Using this approach, the entire chip is optimized at once; it’s not a block-by-block approach. The result of this partitioning, placement, and subsequent synthesis is a pre-placed gate-level design that can be delivered to the place-and-route (P&R) tool. Some placement changes may be required during P&R, but, typically, very few. And, based on the quality of the placement, routing can generally proceed more easily. Which leads not just to faster synthesis, but also to faster P&R.

They also claim to have a completely new memory model that is much more compact, allowing synthesis on, well, a laptop, for example, with capacity to 100 million gates.

While timing has been the main driver, power is also on their roadmap. Today they handle multi-VT and clock gating, but their plan is to have more comprehensive coverage based on both CPF and UPF files.

It’s kind of interesting that, unlike typical marketing presentations, they didn’t show only ideal data. Ideal data would illustrate only those designs that achieved the performance targets with less work and in less time than conventional tools. In fact, they showed a number of results that ended up with negative slack – in other words, timing was not met.

These were the designs that comprised the sum total of the most heinous circuits that various early access customers had proffered in order to stump the new upstart tool. But, even in those nightmare designs, slack was less negative than with conventional tools, and, more importantly, the result was achieved in less time and with fewer backend iterations. In some cases, a result was achieved where none could be achieved with older tools.
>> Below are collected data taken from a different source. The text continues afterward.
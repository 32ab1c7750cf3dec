// experiment/curve.rs
// Samples potential against one independent variable for plotting

use super::formula::{bridge_base_potential, bridge_potential, electrolysis_potential, nernst_potential};
use super::types::{Curve, CurvePoint, ExperimentArchetype, ValidatedConditions};
use crate::config::CONCENTRATION_FLOOR_M;

/// Range of the independent variable, `(lower, upper)`.
pub fn domain(conditions: &ValidatedConditions) -> (f64, f64) {
    match *conditions {
        ValidatedConditions::Galvanic {
            anode_concentration,
            cathode_concentration,
            ..
        } => (CONCENTRATION_FLOOR_M, anode_concentration.max(cathode_concentration)),
        ValidatedConditions::Electrolysis { elapsed_time, .. } => (0.0, elapsed_time),
        ValidatedConditions::IonicBridge { distance, .. } => (0.0, distance),
    }
}

/// Potential at one value of the independent variable, using the same
/// expressions as the scalar evaluation.
pub fn potential_at(conditions: &ValidatedConditions, x: f64) -> f64 {
    match *conditions {
        ValidatedConditions::Galvanic {
            anode_potential,
            cathode_potential,
            electron_count,
            anode_concentration,
            ..
        } => nernst_potential(
            cathode_potential - anode_potential,
            electron_count,
            x / anode_concentration,
        ),
        ValidatedConditions::Electrolysis {
            required_voltage,
            applied_voltage,
            ..
        } => electrolysis_potential(applied_voltage - required_voltage, x),
        ValidatedConditions::IonicBridge {
            resistance_factor,
            ion_concentration,
            conductivity,
            ..
        } => bridge_potential(
            bridge_base_potential(resistance_factor, ion_concentration, conductivity),
            x,
        ),
    }
}

/// Linearly spaced samples over the kind's domain, `step_count + 1` points.
///
/// A `step_count` of zero is treated as one so both endpoints are present.
pub fn sample(archetype: &ExperimentArchetype, conditions: &ValidatedConditions, step_count: usize) -> Curve {
    let steps = step_count.max(1);
    let (lower, upper) = domain(conditions);
    let span = upper - lower;

    let points = (0..=steps)
        .map(|i| {
            let x = lower + (i as f64 / steps as f64) * span;
            CurvePoint {
                x,
                y: potential_at(conditions, x),
            }
        })
        .collect();

    Curve {
        axis_label: archetype.independent_axis_label().to_string(),
        points,
    }
}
I couldn’t leave the conversation without broaching that obvious churlish question, “If this is so great, why isn’t everyone using it?” Which elicited the obvious answer: people are slow to change; it’s a major design flow upset; it doesn’t happen overnight. Meaning that either they should see some good traction at some point or someone will call them on smoke and mirrors.

So… is chip synthesis a new category or just an Oasys mirage? In actual fact, it doesn’t really matter. If the result is as good as promised, then it’s more or less an academic discussion.